▶ _TRY IT_
How many lines in the records below hold the string "enumerate"? Answer with the number alone.

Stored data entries

//! SVG rendering of a [`GraphMatrix`].
//!
//! [`layout`] is pure geometry so it can be tested without a DOM; [`GraphChart`]
//! only turns the result into elements.

use dioxus::prelude::*;

use crate::core::format::format_value;

use super::graph::{ChartKind, GraphMatrix, PointStyle};

const PAD_LEFT: f64 = 56.0;
const PAD_RIGHT: f64 = 16.0;
const PAD_TOP: f64 = 16.0;
const PAD_BOTTOM: f64 = 40.0;
const Y_TICKS: usize = 5;
/// Share of a date slot covered by the bars of that date.
const BAR_GROUP_WIDTH: f64 = 0.7;
const MARKER_RADIUS: f64 = 3.5;

#[derive(Debug, Clone, PartialEq)]
pub struct LineShape {
    pub label: String,
    pub color: String,
    /// SVG path; a missing value starts a new segment.
    pub path: String,
    pub points: Vec<(f64, f64)>,
    pub markers: Vec<Marker>,
}

/// One point marker as an SVG path.
#[derive(Debug, Clone, PartialEq)]
pub struct Marker {
    pub d: String,
    pub filled: bool,
}

/// Marker of `style` centred on `(x, y)`.
pub fn marker(style: PointStyle, x: f64, y: f64, r: f64) -> Marker {
    let d = match style {
        PointStyle::Circle => format!(
            "M{:.1},{y:.1} a{r:.1},{r:.1} 0 1,0 {:.1},0 a{r:.1},{r:.1} 0 1,0 {:.1},0",
            x - r,
            2.0 * r,
            -2.0 * r
        ),
        PointStyle::Rect => format!(
            "M{:.1},{:.1} h{:.1} v{:.1} h{:.1} Z",
            x - r,
            y - r,
            2.0 * r,
            2.0 * r,
            -2.0 * r
        ),
        PointStyle::RectRot => format!(
            "M{x:.1},{:.1} L{:.1},{y:.1} L{x:.1},{:.1} L{:.1},{y:.1} Z",
            y - r,
            x + r,
            y + r,
            x - r
        ),
        PointStyle::Triangle => format!(
            "M{x:.1},{:.1} L{:.1},{:.1} L{:.1},{:.1} Z",
            y - r,
            x + r,
            y + r,
            x - r,
            y + r
        ),
        PointStyle::Cross => cross(x, y, r),
        PointStyle::CrossRot => cross_rot(x, y, r),
        PointStyle::Star => format!("{} {}", cross(x, y, r), cross_rot(x, y, r)),
        PointStyle::Line => format!("M{:.1},{y:.1} H{:.1}", x - r, x + r),
        PointStyle::Dash => format!("M{x:.1},{y:.1} H{:.1}", x + r),
    };
    Marker {
        d,
        filled: !style.is_stroked(),
    }
}

fn cross(x: f64, y: f64, r: f64) -> String {
    format!(
        "M{:.1},{y:.1} H{:.1} M{x:.1},{:.1} V{:.1}",
        x - r,
        x + r,
        y - r,
        y + r
    )
}

fn cross_rot(x: f64, y: f64, r: f64) -> String {
    let d = r * std::f64::consts::FRAC_1_SQRT_2;
    format!(
        "M{:.1},{:.1} L{:.1},{:.1} M{:.1},{:.1} L{:.1},{:.1}",
        x - d,
        y - d,
        x + d,
        y + d,
        x + d,
        y - d,
        x - d,
        y + d
    )
}

#[derive(Debug, Clone, PartialEq)]
pub struct BarShape {
    pub label: String,
    pub color: String,
    pub x: f64,
    pub y: f64,
    pub width: f64,
    pub height: f64,
}

#[derive(Debug, Clone, PartialEq)]
pub struct ChartLayout {
    pub width: f64,
    pub height: f64,
    pub baseline: f64,
    pub y_ticks: Vec<(f64, String)>,
    pub x_labels: Vec<(f64, String)>,
    pub lines: Vec<LineShape>,
    pub bars: Vec<BarShape>,
}

pub fn layout(matrix: &GraphMatrix, width: f64, height: f64) -> ChartLayout {
    let plot_w = (width - PAD_LEFT - PAD_RIGHT).max(1.0);
    let plot_h = (height - PAD_TOP - PAD_BOTTOM).max(1.0);

    let y_min = matrix.y_min();
    let mut y_max = matrix.y_max();
    if y_max <= y_min {
        y_max = y_min + 1.0;
    }
    let to_y = |value: f64| PAD_TOP + plot_h * (1.0 - (value - y_min) / (y_max - y_min));

    let slots = matrix.dates.len().max(1) as f64;
    let slot_w = plot_w / slots;
    let to_x = |index: usize| PAD_LEFT + slot_w * (index as f64 + 0.5);

    let y_ticks = (0..=Y_TICKS)
        .map(|step| {
            let value = y_min + (y_max - y_min) * step as f64 / Y_TICKS as f64;
            (to_y(value), format_value(value))
        })
        .collect();

    let x_labels = matrix
        .dates
        .iter()
        .enumerate()
        .map(|(index, date)| (to_x(index), date.label()))
        .collect();

    let baseline = to_y(0.0);
    let lines = matrix
        .series
        .iter()
        .filter(|series| series.kind == ChartKind::Line)
        .map(|series| {
            let mut path = String::new();
            let mut points = Vec::new();
            let mut pen_down = false;
            for (index, value) in series.data.iter().enumerate() {
                match value {
                    Some(value) => {
                        let (x, y) = (to_x(index), to_y(*value));
                        let command = if pen_down { 'L' } else { 'M' };
                        path.push_str(&format!("{command}{x:.1},{y:.1} "));
                        points.push((x, y));
                        pen_down = true;
                    }
                    None => pen_down = false,
                }
            }
            let markers = points
                .iter()
                .map(|&(x, y)| marker(series.point_style, x, y, MARKER_RADIUS))
                .collect();
            LineShape {
                label: series.label.clone(),
                color: series.color.clone(),
                path: path.trim_end().to_string(),
                points,
                markers,
            }
        })
        .collect();

    let bar_series: Vec<_> = matrix
        .series
        .iter()
        .filter(|series| series.kind == ChartKind::Bar)
        .collect();
    let bar_w = if bar_series.is_empty() {
        0.0
    } else {
        slot_w * BAR_GROUP_WIDTH / bar_series.len() as f64
    };
    let mut bars = Vec::new();
    for (position, series) in bar_series.iter().enumerate() {
        for (index, value) in series.data.iter().enumerate() {
            let Some(value) = value else { continue };
            let left = to_x(index) - slot_w * BAR_GROUP_WIDTH / 2.0 + bar_w * position as f64;
            let top = to_y(*value).min(baseline);
            bars.push(BarShape {
                label: series.label.clone(),
                color: series.color.clone(),
                x: left,
                y: top,
                width: bar_w,
                height: (to_y(*value) - baseline).abs(),
            });
        }
    }

    ChartLayout {
        width,
        height,
        baseline,
        y_ticks,
        x_labels,
        lines,
        bars,
    }
}

#[component]
pub fn GraphChart(matrix: GraphMatrix) -> Element {
    let chart = layout(&matrix, 960.0, 420.0);
    let view_box = format!("0 0 {} {}", chart.width, chart.height);
    let right = chart.width - PAD_RIGHT;
    let tick_x = PAD_LEFT - 6.0;
    let label_y = chart.height - PAD_BOTTOM + 18.0;
    let baseline = chart.baseline;

    rsx! {
        svg {
            class: "graph-chart",
            view_box: "{view_box}",
            preserve_aspect_ratio: "xMidYMid meet",
            role: "img",
            for (y, label) in chart.y_ticks.iter().cloned() {
                line { class: "graph-chart__grid", x1: "{PAD_LEFT}", x2: "{right}", y1: "{y}", y2: "{y}" }
                text { class: "graph-chart__tick", x: "{tick_x}", y: "{y}", text_anchor: "end", "{label}" }
            }
            for (x, label) in chart.x_labels.iter().cloned() {
                text {
                    class: "graph-chart__tick",
                    x: "{x}",
                    y: "{label_y}",
                    text_anchor: "middle",
                    "{label}"
                }
            }
            line { class: "graph-chart__axis", x1: "{PAD_LEFT}", x2: "{right}", y1: "{baseline}", y2: "{baseline}" }
            for bar in chart.bars.iter().cloned() {
                rect {
                    x: "{bar.x}",
                    y: "{bar.y}",
                    width: "{bar.width}",
                    height: "{bar.height}",
                    fill: "{bar.color}",
                    title { "{bar.label}" }
                }
            }
            for series in chart.lines.iter().cloned() {
                g {
                    path { d: "{series.path}", fill: "none", stroke: "{series.color}", stroke_width: "2" }
                    for marker in series.markers.iter() {
                        path {
                            d: "{marker.d}",
                            fill: if marker.filled { series.color.as_str() } else { "none" },
                            stroke: "{series.color}",
                            stroke_width: "1.5",
                        }
                    }
                    title { "{series.label}" }
                }
            }
        }
        ul { class: "graph-legend",
            for series in matrix.series.iter() {
                li { key: "{series.id}",
                    span { class: "graph-legend__swatch", style: "background:{series.color}" }
                    "{series.label}"
                }
            }
        }
    }
}

#[cfg(test)]
mod tests {
    use super::*;
    use crate::statistics::dates::SampleDate;
    use crate::statistics::graph::GraphSeries;
    use time::macros::date;

    fn matrix(kind: ChartKind, data: Vec<Option<f64>>) -> GraphMatrix {
        GraphMatrix {
            dates: vec![
                SampleDate::new(date!(2024 - 01 - 01)),
                SampleDate::new(date!(2024 - 02 - 01)),
                SampleDate::new(date!(2024 - 03 - 01)),
            ],
            series: vec![GraphSeries {
                id: "members".into(),
                label: "Members".into(),
                kind,
                color: "#318ce7".into(),
                point_style: PointStyle::Circle,
                data,
            }],
        }
    }

    #[test]
    fn gaps_split_the_line() {
        let chart = layout(&matrix(ChartKind::Line, vec![Some(10.0), None, Some(12.0)]), 400.0, 200.0);
        let line = &chart.lines[0];
        assert_eq!(line.points.len(), 2);
        assert_eq!(line.path.matches('M').count(), 2);
        assert!(!line.path.contains('L'));
    }

    #[test]
    fn baseline_sits_at_the_bottom_for_positive_data() {
        let chart = layout(&matrix(ChartKind::Line, vec![Some(10.0), Some(20.0), None]), 400.0, 200.0);
        assert!((chart.baseline - (200.0 - PAD_BOTTOM)).abs() < 1e-9);
        assert_eq!(chart.y_ticks.first().map(|t| t.1.as_str()), Some("0"));
        assert_eq!(chart.y_ticks.last().map(|t| t.1.as_str()), Some("20"));
    }

    #[test]
    fn negative_bars_hang_below_the_baseline() {
        let chart = layout(&matrix(ChartKind::Bar, vec![Some(4.0), Some(-4.0), None]), 400.0, 200.0);
        assert_eq!(chart.bars.len(), 2);
        let (up, down) = (&chart.bars[0], &chart.bars[1]);
        assert!((up.y + up.height - chart.baseline).abs() < 1e-9);
        assert!((down.y - chart.baseline).abs() < 1e-9);
        assert!((up.height - down.height).abs() < 1e-9);
        assert!(chart.lines.is_empty());
    }

    #[test]
    fn markers_follow_the_series_point_style() {
        let mut m = matrix(ChartKind::Line, vec![Some(10.0), None, Some(12.0)]);
        m.series[0].point_style = PointStyle::CrossRot;
        let chart = layout(&m, 400.0, 200.0);
        let markers = &chart.lines[0].markers;
        assert_eq!(markers.len(), 2);
        assert!(markers.iter().all(|m| !m.filled));
        assert_eq!(markers[0].d.matches('M').count(), 2);

        let dot = marker(PointStyle::Circle, 10.0, 20.0, 2.0);
        assert!(dot.filled);
        assert_eq!(dot.d, "M8.0,20.0 a2.0,2.0 0 1,0 4.0,0 a2.0,2.0 0 1,0 -4.0,0");
        assert_eq!(
            marker(PointStyle::Rect, 10.0, 20.0, 2.0).d,
            "M8.0,18.0 h4.0 v4.0 h-4.0 Z"
        );
        assert_eq!(
            marker(PointStyle::Star, 0.0, 0.0, 1.0).d.matches('M').count(),
            4
        );
    }

    #[test]
    fn empty_matrix_still_lays_out() {
        let chart = layout(&GraphMatrix::default(), 400.0, 200.0);
        assert!(chart.lines.is_empty() && chart.bars.is_empty());
        assert_eq!(chart.y_ticks.len(), Y_TICKS + 1);
    }
}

▶ _EXPECTED ANSWER_
4